_ABOUT THIS TASK_. Determine how many lines in the listing below contain "CheckArgs", then give only that number.

_DATA EXTRACT_.

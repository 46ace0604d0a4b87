use std::collections::HashSet;
use std::time::Duration;

use tracing::debug;

use crate::error::ConfigError;
use crate::network::target::{self, Target};

/// Per-attempt connect timeout used when the caller does not pick one.
pub const DEFAULT_TIMEOUT: Duration = Duration::from_secs(1);

/// How the targets of one pass are scheduled.
#[derive(Debug, Clone, Copy, Default, PartialEq, Eq)]
pub enum Mode {
    /// One target after another; worst case is `targets * timeout`.
    #[default]
    Sequential,
    /// Every target in its own task; worst case is about one `timeout`.
    Concurrent,
}

#[derive(Debug, Clone, PartialEq, Eq)]
pub struct ProbeConfig {
    targets: Vec<Target>,
    /// Bounds name resolution plus connection establishment for each target.
    pub timeout: Duration,
    pub mode: Mode,
}

impl Default for ProbeConfig {
    fn default() -> Self {
        Self {
            targets: target::default_targets(),
            timeout: DEFAULT_TIMEOUT,
            mode: Mode::Sequential,
        }
    }
}

impl ProbeConfig {
    /// Builds a config, rejecting lists the report could not represent.
    ///
    /// An empty list is valid and yields an empty report.
    pub fn new(targets: Vec<Target>, timeout: Duration) -> Result<Self, ConfigError> {
        let mut seen: HashSet<&str> = HashSet::with_capacity(targets.len());
        for target in &targets {
            if !seen.insert(target.name.as_str()) {
                return Err(ConfigError::DuplicateName(target.name.clone()));
            }
        }

        if timeout.is_zero() {
            return Err(ConfigError::InvalidTimeout(format!("{}", timeout.as_secs_f64())));
        }

        debug!("Probe config accepted: {} targets, {timeout:?} timeout", targets.len());
        Ok(Self {
            targets,
            timeout,
            mode: Mode::Sequential,
        })
    }

    pub fn with_mode(mut self, mode: Mode) -> Self {
        self.mode = mode;
        self
    }

    pub fn targets(&self) -> &[Target] {
        &self.targets
    }
}

/// Converts a user supplied number of seconds (fractions allowed) into a timeout.
pub fn timeout_from_secs(secs: f64) -> Result<Duration, ConfigError> {
    if !secs.is_finite() || secs <= 0.0 {
        return Err(ConfigError::InvalidTimeout(secs.to_string()));
    }
    Duration::try_from_secs_f64(secs).map_err(|_| ConfigError::InvalidTimeout(secs.to_string()))
}

// ╔════════════════════════════════════════════╗
// ║ ████████╗███████╗███████╗████████╗███████╗ ║
// ║ ╚══██╔══╝██╔════╝██╔════╝╚══██╔══╝██╔════╝ ║
// ║    ██║   █████╗  ███████╗   ██║   ███████╗ ║
// ║    ██║   ██╔══╝  ╚════██║   ██║   ╚════██║ ║
// ║    ██║   ███████╗███████║   ██║   ███████║ ║
// ║    ╚═╝   ╚══════╝╚══════╝   ╚═╝   ╚══════╝ ║
// ╚════════════════════════════════════════════╝

#[cfg(test)]
mod tests {
    use super::*;

    #[test]
    fn default_config_probes_three_services_for_one_second() {
        let cfg = ProbeConfig::default();
        assert_eq!(cfg.targets().len(), 3);
        assert_eq!(cfg.timeout, Duration::from_secs(1));
        assert_eq!(cfg.mode, Mode::Sequential);
    }

    #[test]
    fn new_rejects_duplicate_names() {
        let targets = vec![
            Target::new("backend", "localhost", 3001),
            Target::new("backend", "localhost", 3002),
        ];
        assert_eq!(
            ProbeConfig::new(targets, DEFAULT_TIMEOUT),
            Err(ConfigError::DuplicateName("backend".into()))
        );
    }

    #[test]
    fn new_accepts_empty_targets() {
        let cfg = ProbeConfig::new(Vec::new(), DEFAULT_TIMEOUT).unwrap();
        assert!(cfg.targets().is_empty());
    }

    #[test]
    fn new_rejects_zero_timeout() {
        let targets = vec![Target::new("redis", "localhost", 6379)];
        assert!(matches!(
            ProbeConfig::new(targets, Duration::ZERO),
            Err(ConfigError::InvalidTimeout(_))
        ));
    }

    #[test]
    fn new_keeps_target_order() {
        let targets = vec![
            Target::new("redis", "localhost", 6379),
            Target::new("frontend", "localhost", 3002),
        ];
        let cfg = ProbeConfig::new(targets.clone(), DEFAULT_TIMEOUT).unwrap();
        assert_eq!(cfg.targets(), targets.as_slice());
    }

    #[test]
    fn timeout_from_secs_accepts_fractions() {
        assert_eq!(timeout_from_secs(0.25), Ok(Duration::from_millis(250)));
        assert_eq!(timeout_from_secs(2.0), Ok(Duration::from_secs(2)));
    }

    #[test]
    fn timeout_from_secs_rejects_nonsense() {
        for secs in [0.0, -1.0, f64::NAN, f64::INFINITY, 1e30] {
            assert!(timeout_from_secs(secs).is_err(), "accepted {secs}");
        }
    }
}
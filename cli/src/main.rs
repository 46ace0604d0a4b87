mod commands;
mod terminal;

use commands::{CommandLine, Commands, check, targets, tool};
use terminal::{logging, print};

#[tokio::main]
async fn main() -> anyhow::Result<()> {
    let commands = CommandLine::parse_args();

    logging::init_logging(commands.verbose);

    match commands.command {
        Commands::Check(args) => {
            let q_level: u8 = if args.json { 2 } else { commands.quiet };
            print::banner(q_level);
            check::check(args, q_level).await
        }
        Commands::Targets => {
            print::banner(commands.quiet);
            targets::targets(commands.quiet);
            Ok(())
        }
        Commands::Tool => tool::tool(commands.quiet).await,
    }
}
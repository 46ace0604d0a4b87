use thiserror::Error;

/// Rejected probe configuration.
///
/// These are raised before any connection is attempted. Network conditions
/// are never reported through this type.
#[derive(Debug, Error, PartialEq, Eq)]
pub enum ConfigError {
    #[error("invalid target '{input}': {reason}")]
    InvalidTarget { input: String, reason: String },

    #[error("target name '{0}' is used more than once")]
    DuplicateName(String),

    #[error("invalid timeout '{0}': expected a positive number of seconds")]
    InvalidTimeout(String),
}

impl ConfigError {
    pub(crate) fn invalid_target(input: &str, reason: impl Into<String>) -> Self {
        Self::InvalidTarget {
            input: input.to_string(),
            reason: reason.into(),
        }
    }
}
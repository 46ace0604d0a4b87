pub mod check;
pub mod targets;
pub mod tool;

use std::time::Duration;

use clap::{ArgAction, Args, Parser, Subcommand};
use pulse_common::config::{self, Mode, ProbeConfig};
use pulse_common::network::target::{self, Target};

#[derive(Parser)]
#[command(name = "pulse")]
#[command(about = "Checks whether local services accept TCP connections.")]
pub struct CommandLine {
    #[command(subcommand)]
    pub command: Commands,

    /// Reduce decoration (-q drops headers, -qq prints only results)
    #[arg(short, long, action = ArgAction::Count, global = true)]
    pub quiet: u8,

    /// Increase log verbosity (repeatable)
    #[arg(short, long, action = ArgAction::Count, global = true)]
    pub verbose: u8,
}

#[derive(Subcommand)]
pub enum Commands {
    /// Probe the targets once and report which are up
    #[command(alias = "c")]
    Check(CheckArgs),
    /// List the default targets
    #[command(alias = "t")]
    Targets,
    /// Print the agent tool definition and the result of one call
    Tool,
}

#[derive(Args, Debug)]
pub struct CheckArgs {
    /// Target as NAME=HOST:PORT, repeatable. Defaults to frontend, backend and redis
    #[arg(short, long = "target", value_name = "NAME=HOST:PORT")]
    pub targets: Vec<Target>,

    /// Connect timeout per target in seconds
    #[arg(long, value_name = "SECONDS", default_value = "1", value_parser = parse_timeout)]
    pub timeout: Duration,

    /// Probe all targets at the same time
    #[arg(long)]
    pub concurrent: bool,

    /// Print the report as JSON
    #[arg(long)]
    pub json: bool,

    /// Exit with an error when any target is down
    #[arg(long)]
    pub strict: bool,
}

impl CommandLine {
    pub fn parse_args() -> Self {
        Self::parse()
    }
}

impl CheckArgs {
    pub fn to_config(&self) -> anyhow::Result<ProbeConfig> {
        let targets: Vec<Target> = if self.targets.is_empty() {
            target::default_targets()
        } else {
            self.targets.clone()
        };
        let mode: Mode = if self.concurrent {
            Mode::Concurrent
        } else {
            Mode::Sequential
        };

        Ok(ProbeConfig::new(targets, self.timeout)?.with_mode(mode))
    }
}

fn parse_timeout(s: &str) -> Result<Duration, String> {
    let secs: f64 = s
        .parse()
        .map_err(|e| format!("'{s}' is not a number: {e}"))?;
    config::timeout_from_secs(secs).map_err(|e| e.to_string())
}

// ╔════════════════════════════════════════════╗
// ║ ████████╗███████╗███████╗████████╗███████╗ ║
// ║ ╚══██╔══╝██╔════╝██╔════╝╚══██╔══╝██╔════╝ ║
// ║    ██║   █████╗  ███████╗   ██║   ███████╗ ║
// ║    ██║   ██╔══╝  ╚════██║   ██║   ╚════██║ ║
// ║    ██║   ███████╗███████║   ██║   ███████║ ║
// ║    ╚═╝   ╚══════╝╚══════╝   ╚═╝   ╚══════╝ ║
// ╚════════════════════════════════════════════╝
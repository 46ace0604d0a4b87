//! Outcome of a probing pass.

use std::collections::BTreeMap;
use std::fmt;

use serde::{Deserialize, Serialize};

/// Reachability of a single target.
#[derive(Debug, Clone, Copy, PartialEq, Eq, Hash, Serialize, Deserialize)]
#[serde(rename_all = "UPPERCASE")]
pub enum Status {
    Up,
    Down,
}

impl Status {
    pub fn as_str(&self) -> &'static str {
        match self {
            Status::Up => "UP",
            Status::Down => "DOWN",
        }
    }

    pub fn is_up(&self) -> bool {
        matches!(self, Status::Up)
    }
}

impl fmt::Display for Status {
    fn fmt(&self, f: &mut fmt::Formatter<'_>) -> fmt::Result {
        f.write_str(self.as_str())
    }
}

/// Name to [`Status`] mapping produced by one pass.
///
/// Serializes as a flat object, e.g. `{"backend":"UP","redis":"DOWN"}`.
#[derive(Debug, Clone, Default, PartialEq, Eq, Serialize, Deserialize)]
#[serde(transparent)]
pub struct StatusReport {
    entries: BTreeMap<String, Status>,
}

impl StatusReport {
    pub fn new() -> Self {
        Self::default()
    }

    /// Records the status for `name`, replacing any earlier entry.
    pub fn insert(&mut self, name: impl Into<String>, status: Status) {
        self.entries.insert(name.into(), status);
    }

    pub fn get(&self, name: &str) -> Option<Status> {
        self.entries.get(name).copied()
    }

    pub fn len(&self) -> usize {
        self.entries.len()
    }

    pub fn is_empty(&self) -> bool {
        self.entries.is_empty()
    }

    pub fn up_count(&self) -> usize {
        self.entries.values().filter(|s| s.is_up()).count()
    }

    pub fn down_count(&self) -> usize {
        self.len() - self.up_count()
    }

    pub fn all_up(&self) -> bool {
        self.down_count() == 0
    }

    /// Flattens the report into `name -> "UP" | "DOWN"`.
    pub fn to_string_map(&self) -> BTreeMap<String, String> {
        self.entries
            .iter()
            .map(|(name, status)| (name.clone(), status.to_string()))
            .collect()
    }
}

impl FromIterator<(String, Status)> for StatusReport {
    fn from_iter<I: IntoIterator<Item = (String, Status)>>(iter: I) -> Self {
        Self {
            entries: iter.into_iter().collect(),
        }
    }
}

// ╔════════════════════════════════════════════╗
// ║ ████████╗███████╗███████╗████████╗███████╗ ║
// ║ ╚══██╔══╝██╔════╝██╔════╝╚══██╔══╝██╔════╝ ║
// ║    ██║   █████╗  ███████╗   ██║   ███████╗ ║
// ║    ██║   ██╔══╝  ╚════██║   ██║   ╚════██║ ║
// ║    ██║   ███████╗███████║   ██║   ███████║ ║
// ║    ╚═╝   ╚══════╝╚══════╝   ╚═╝   ╚══════╝ ║
// ╚════════════════════════════════════════════╝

_TASK SOLUTION_. 3